Calling the situation in the territory after more than a year of war "catastrophic," Msuya told the Security Council that "the latest offensive that Israel started in North Gaza last month is an intensified, extreme and accelerated version of the horrors of the past year."

She accused Israeli authorities of blocking aid from entering the northernmost part of Gaza, where she said around 75,000 people remain with dwindling food and water, and supplies have been cut off while people are being pushed south.

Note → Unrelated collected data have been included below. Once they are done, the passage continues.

//! Identity provider contract

use std::collections::HashSet;
use std::sync::atomic::{AtomicBool, AtomicUsize, Ordering};
use std::sync::Mutex;

use async_trait::async_trait;
use thiserror::Error;
use uuid::Uuid;

/// Authentication errors
#[derive(Error, Debug)]
pub enum AuthError {
    #[error("Not signed in")]
    NotAuthenticated,

    /// Token expired, revoked or the account is disabled
    #[error("Credentials rejected for user '{0}'")]
    TokenRejected(String),

    #[error("Identity provider unavailable: {0}")]
    ProviderUnavailable(String),

    #[error(transparent)]
    Persist(#[from] anyhow::Error),
}

/// Issues, verifies and revokes tokens
#[async_trait]
pub trait TokenProvider: Send + Sync {
    /// `Ok(false)` when the provider rejects the token or the account
    async fn verify(&self, user_id: &str, id_token: &str) -> Result<bool, AuthError>;

    /// Issue a fresh id token
    async fn refresh(&self, user_id: &str, refresh_token: Option<&str>) -> Result<String, AuthError>;

    /// Revoke every token of the user
    async fn revoke(&self, user_id: &str) -> Result<(), AuthError>;
}

/// Provider that trusts any non-empty token
///
/// Used when the remote service validates bearer tokens itself. Accounts can
/// be marked rejected and the provider taken offline for testing.
#[derive(Debug, Default)]
pub struct StaticTokenProvider {
    rejected: Mutex<HashSet<String>>,
    unavailable: AtomicBool,
    refreshes: AtomicUsize,
    revocations: AtomicUsize,
}

impl StaticTokenProvider {
    pub fn new() -> Self {
        Self::default()
    }

    pub fn reject(&self, user_id: &str) {
        self.rejected
            .lock()
            .unwrap_or_else(|e| e.into_inner())
            .insert(user_id.to_string());
    }

    pub fn set_unavailable(&self, unavailable: bool) {
        self.unavailable.store(unavailable, Ordering::SeqCst);
    }

    pub fn refresh_count(&self) -> usize {
        self.refreshes.load(Ordering::SeqCst)
    }

    pub fn revocation_count(&self) -> usize {
        self.revocations.load(Ordering::SeqCst)
    }

    fn check_available(&self) -> Result<(), AuthError> {
        if self.unavailable.load(Ordering::SeqCst) {
            return Err(AuthError::ProviderUnavailable("provider offline".into()));
        }
        Ok(())
    }

    fn is_rejected(&self, user_id: &str) -> bool {
        self.rejected
            .lock()
            .unwrap_or_else(|e| e.into_inner())
            .contains(user_id)
    }
}

#[async_trait]
impl TokenProvider for StaticTokenProvider {
    async fn verify(&self, user_id: &str, id_token: &str) -> Result<bool, AuthError> {
        self.check_available()?;
        Ok(!id_token.is_empty() && !self.is_rejected(user_id))
    }

    async fn refresh(&self, user_id: &str, _refresh_token: Option<&str>) -> Result<String, AuthError> {
        self.check_available()?;
        if self.is_rejected(user_id) {
            return Err(AuthError::TokenRejected(user_id.to_string()));
        }
        self.refreshes.fetch_add(1, Ordering::SeqCst);
        Ok(format!("{user_id}.{}", Uuid::new_v4().simple()))
    }

    async fn revoke(&self, _user_id: &str) -> Result<(), AuthError> {
        self.check_available()?;
        self.revocations.fetch_add(1, Ordering::SeqCst);
        Ok(())
    }
}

Israel says it is battling Hamas fighters who have regrouped there.

"Shelters, homes and schools have been burned and bombed to the ground," Msuya said. "Numerous families remain trapped under rubble because fuel for digging equipment is being blocked by the Israeli authorities and first responders have been blocked from reaching them."

She said hospitals have been attacked and ambulances destroyed.

Msuya stressed that "the daily cruelty we see in Gaza seems to have no limits," pointing to the town of Beit Hanoun in the north which Israel has besieged for a month and where the UN delivered the first food supplies and water on Monday.

"But today, Israeli soldiers forcibly displaced people from those same areas," she said.

"Conditions of life across Gaza are unfit for human survival," Msuya said, pointing to insufficient food and shelter items needed for the coming winter.

She stressed that problems including the violent armed looting of UN convoys, driven by the collapse of law and order, can be solved "with the right political will."

The Security Council meeting was called by Guyana, Switzerland, Algeria and Slovenia following last Friday’s report by hunger experts that called the humanitarian situation throughout Gaza "extremely grave and rapidly deteriorating" and warned that there is a strong likelihood of imminent famine in parts of the north.

Israel’s UN Ambassador Danny Danon called the report’s claims "baseless and slanderous," accusing the Integrated Food Security Phase Classification network, or IPC whose independent Famine Review Committee issued Friday’s alert, of prioritizing "smearing Israel over actually helping those in need."

He told reporters before the council meeting that the situation in Gaza, including the north, has shown improvement since October. "Yet, instead of recognizing this, the IPC chooses to ignore facts, pushing a narrative detached from reality and hostile to the truth," he said.